Exercise aim: Return the lines below that carry the word "insert".
(Beginning of Source records)
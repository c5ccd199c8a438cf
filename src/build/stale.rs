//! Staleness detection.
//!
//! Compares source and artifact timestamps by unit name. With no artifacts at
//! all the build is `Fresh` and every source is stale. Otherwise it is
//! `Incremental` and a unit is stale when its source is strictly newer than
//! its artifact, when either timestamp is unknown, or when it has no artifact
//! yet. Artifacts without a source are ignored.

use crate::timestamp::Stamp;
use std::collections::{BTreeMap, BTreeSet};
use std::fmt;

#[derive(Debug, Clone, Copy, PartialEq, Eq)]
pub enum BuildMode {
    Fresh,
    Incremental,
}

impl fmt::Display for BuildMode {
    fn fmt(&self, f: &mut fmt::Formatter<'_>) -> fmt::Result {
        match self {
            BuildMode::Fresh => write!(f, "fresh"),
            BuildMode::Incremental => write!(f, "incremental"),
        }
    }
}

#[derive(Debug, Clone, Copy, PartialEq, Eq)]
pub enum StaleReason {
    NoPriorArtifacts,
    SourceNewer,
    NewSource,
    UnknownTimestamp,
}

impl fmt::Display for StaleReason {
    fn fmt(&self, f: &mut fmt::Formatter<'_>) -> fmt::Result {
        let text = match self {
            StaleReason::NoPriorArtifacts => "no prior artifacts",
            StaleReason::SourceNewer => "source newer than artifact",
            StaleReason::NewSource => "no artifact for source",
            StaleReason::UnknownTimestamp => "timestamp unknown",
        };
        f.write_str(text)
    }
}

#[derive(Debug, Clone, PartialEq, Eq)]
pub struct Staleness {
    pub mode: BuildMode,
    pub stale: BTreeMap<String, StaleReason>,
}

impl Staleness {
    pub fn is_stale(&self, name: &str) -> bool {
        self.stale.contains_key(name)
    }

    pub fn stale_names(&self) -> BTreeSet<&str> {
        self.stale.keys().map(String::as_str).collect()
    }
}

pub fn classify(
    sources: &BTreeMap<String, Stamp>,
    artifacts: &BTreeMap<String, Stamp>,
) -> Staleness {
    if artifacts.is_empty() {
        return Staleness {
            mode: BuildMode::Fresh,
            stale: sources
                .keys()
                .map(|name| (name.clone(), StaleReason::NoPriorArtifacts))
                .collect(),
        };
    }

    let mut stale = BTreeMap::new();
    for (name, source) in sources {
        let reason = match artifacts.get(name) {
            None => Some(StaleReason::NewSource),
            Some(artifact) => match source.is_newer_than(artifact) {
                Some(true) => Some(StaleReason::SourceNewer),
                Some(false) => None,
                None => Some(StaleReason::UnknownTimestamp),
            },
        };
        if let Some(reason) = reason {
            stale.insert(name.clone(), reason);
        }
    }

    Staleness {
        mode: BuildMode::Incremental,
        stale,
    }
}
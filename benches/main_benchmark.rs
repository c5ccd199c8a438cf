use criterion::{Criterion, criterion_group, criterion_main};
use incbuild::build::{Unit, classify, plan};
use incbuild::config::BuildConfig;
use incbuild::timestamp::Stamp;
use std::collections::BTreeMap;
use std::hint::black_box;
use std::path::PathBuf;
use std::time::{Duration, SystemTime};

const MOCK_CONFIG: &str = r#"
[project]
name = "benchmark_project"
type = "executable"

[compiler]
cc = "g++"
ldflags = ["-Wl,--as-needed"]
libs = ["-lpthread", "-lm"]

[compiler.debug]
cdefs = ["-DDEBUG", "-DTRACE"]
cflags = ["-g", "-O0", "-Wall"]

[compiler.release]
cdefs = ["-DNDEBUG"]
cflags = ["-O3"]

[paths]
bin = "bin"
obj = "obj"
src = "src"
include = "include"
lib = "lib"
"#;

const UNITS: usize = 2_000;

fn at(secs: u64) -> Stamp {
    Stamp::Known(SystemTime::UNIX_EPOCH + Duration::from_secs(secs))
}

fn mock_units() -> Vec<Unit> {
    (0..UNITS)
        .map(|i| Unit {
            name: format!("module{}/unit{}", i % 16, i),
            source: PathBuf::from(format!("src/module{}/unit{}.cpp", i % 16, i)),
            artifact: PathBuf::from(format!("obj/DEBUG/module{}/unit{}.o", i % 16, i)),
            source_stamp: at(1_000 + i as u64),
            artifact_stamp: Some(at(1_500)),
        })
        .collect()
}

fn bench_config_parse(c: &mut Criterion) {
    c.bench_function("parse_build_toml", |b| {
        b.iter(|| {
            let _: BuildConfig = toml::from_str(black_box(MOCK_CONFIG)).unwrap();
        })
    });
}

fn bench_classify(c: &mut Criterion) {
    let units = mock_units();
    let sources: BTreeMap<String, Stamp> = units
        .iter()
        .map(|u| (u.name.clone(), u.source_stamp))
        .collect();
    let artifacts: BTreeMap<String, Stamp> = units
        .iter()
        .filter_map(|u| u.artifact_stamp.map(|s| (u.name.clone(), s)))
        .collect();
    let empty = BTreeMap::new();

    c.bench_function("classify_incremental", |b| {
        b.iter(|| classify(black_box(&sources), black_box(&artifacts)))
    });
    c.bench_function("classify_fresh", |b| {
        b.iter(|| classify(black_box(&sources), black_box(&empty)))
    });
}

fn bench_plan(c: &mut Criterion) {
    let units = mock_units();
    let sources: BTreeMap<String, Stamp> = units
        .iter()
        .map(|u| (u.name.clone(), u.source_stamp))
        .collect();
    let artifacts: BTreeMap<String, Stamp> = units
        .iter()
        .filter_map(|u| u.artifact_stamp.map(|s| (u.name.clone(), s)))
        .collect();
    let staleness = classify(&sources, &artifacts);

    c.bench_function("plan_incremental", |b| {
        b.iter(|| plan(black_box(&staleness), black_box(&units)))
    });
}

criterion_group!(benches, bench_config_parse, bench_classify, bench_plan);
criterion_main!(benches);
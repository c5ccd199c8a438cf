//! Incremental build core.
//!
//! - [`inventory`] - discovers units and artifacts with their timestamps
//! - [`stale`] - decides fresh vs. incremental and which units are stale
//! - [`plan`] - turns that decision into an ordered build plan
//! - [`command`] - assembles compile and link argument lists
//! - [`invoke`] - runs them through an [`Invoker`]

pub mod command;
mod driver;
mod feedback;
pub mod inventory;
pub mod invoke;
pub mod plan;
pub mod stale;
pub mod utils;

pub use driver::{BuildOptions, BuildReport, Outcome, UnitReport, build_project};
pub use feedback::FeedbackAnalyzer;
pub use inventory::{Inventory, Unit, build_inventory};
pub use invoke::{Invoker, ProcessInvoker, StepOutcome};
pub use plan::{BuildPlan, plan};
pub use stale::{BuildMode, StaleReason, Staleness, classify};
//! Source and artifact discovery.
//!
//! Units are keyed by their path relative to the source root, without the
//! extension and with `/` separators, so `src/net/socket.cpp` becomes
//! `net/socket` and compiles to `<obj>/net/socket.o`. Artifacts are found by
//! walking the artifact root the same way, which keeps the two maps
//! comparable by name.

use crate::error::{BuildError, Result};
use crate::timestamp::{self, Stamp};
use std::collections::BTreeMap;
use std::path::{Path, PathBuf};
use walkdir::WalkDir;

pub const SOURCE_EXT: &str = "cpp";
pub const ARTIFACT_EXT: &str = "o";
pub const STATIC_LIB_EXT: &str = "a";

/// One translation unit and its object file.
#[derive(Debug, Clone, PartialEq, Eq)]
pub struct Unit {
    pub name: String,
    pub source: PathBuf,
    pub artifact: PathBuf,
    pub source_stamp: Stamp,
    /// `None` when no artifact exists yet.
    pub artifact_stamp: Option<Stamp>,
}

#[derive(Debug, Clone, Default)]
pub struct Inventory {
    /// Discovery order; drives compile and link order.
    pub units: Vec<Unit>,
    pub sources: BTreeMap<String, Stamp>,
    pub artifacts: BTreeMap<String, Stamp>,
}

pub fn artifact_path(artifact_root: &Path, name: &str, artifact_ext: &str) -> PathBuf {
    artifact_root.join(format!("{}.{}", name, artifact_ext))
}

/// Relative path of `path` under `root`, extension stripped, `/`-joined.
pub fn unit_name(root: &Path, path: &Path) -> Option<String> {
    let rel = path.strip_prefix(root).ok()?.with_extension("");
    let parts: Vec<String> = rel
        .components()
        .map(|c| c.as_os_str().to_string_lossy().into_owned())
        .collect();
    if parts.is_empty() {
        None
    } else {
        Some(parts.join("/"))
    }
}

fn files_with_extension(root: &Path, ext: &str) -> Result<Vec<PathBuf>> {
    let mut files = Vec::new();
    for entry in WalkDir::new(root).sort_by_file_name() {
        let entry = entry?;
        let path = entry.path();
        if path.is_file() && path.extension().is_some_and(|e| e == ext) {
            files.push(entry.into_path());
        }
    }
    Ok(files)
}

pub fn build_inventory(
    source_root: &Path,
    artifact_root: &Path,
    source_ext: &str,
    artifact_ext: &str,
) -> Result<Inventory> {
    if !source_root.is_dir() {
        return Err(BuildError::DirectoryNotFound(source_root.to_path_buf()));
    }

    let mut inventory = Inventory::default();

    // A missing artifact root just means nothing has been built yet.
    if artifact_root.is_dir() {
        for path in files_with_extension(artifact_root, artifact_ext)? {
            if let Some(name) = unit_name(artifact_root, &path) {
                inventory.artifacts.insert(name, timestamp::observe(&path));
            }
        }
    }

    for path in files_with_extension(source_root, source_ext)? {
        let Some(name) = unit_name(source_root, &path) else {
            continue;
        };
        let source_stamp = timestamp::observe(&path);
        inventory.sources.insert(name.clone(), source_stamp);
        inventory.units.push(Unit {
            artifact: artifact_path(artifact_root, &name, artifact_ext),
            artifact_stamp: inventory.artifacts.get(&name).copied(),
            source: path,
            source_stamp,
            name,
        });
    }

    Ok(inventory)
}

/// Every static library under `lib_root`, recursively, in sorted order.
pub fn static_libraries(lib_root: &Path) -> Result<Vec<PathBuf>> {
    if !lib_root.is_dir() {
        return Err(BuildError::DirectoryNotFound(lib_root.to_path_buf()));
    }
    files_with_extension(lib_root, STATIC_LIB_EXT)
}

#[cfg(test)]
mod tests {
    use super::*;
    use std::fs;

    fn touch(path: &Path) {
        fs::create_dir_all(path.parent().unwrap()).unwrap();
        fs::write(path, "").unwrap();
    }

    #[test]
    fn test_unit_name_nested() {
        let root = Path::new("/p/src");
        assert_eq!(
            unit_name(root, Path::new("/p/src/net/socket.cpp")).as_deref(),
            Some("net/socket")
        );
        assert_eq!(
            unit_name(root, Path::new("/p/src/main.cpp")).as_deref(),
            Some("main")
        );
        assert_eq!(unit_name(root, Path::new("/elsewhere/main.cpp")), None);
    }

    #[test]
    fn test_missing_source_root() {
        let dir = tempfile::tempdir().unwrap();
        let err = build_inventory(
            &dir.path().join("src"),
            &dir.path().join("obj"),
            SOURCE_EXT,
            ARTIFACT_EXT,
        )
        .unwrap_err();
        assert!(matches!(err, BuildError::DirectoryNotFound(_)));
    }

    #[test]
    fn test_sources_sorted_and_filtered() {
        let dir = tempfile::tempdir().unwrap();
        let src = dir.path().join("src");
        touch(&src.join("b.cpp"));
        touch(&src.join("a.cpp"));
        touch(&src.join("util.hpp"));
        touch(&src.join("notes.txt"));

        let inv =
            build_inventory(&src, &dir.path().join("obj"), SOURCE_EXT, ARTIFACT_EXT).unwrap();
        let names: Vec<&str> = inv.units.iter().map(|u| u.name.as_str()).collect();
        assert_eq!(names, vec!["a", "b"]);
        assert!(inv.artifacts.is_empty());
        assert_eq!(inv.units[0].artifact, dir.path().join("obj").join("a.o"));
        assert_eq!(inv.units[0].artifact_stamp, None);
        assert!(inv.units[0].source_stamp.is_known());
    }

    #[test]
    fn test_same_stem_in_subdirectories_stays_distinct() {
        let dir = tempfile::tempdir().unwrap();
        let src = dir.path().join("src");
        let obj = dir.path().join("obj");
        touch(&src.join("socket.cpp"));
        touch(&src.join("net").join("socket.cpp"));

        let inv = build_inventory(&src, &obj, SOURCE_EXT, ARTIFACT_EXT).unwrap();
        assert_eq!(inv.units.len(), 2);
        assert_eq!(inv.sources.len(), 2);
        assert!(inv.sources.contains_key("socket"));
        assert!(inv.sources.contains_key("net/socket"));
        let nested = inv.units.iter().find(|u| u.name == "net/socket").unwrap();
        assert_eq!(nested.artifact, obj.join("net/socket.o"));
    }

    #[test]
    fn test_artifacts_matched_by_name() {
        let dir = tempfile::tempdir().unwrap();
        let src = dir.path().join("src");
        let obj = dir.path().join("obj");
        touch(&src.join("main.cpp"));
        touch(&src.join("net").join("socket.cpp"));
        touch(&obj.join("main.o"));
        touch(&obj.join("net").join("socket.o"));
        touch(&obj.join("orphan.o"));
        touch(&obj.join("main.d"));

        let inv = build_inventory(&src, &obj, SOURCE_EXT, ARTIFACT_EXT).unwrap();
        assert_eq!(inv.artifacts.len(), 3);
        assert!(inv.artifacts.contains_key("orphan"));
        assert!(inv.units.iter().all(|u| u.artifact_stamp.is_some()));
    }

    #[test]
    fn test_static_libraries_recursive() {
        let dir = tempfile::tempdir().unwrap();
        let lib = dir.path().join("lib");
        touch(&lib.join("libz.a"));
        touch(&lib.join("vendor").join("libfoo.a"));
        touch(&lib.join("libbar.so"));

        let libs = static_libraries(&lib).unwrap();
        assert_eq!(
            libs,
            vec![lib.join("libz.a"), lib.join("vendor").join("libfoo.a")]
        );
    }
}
(End of Source records)
Exercise solution:
            stale.insert(name.clone(), reason);
                inventory.artifacts.insert(name, timestamp::observe(&path));
        inventory.sources.insert(name.clone(), source_stamp);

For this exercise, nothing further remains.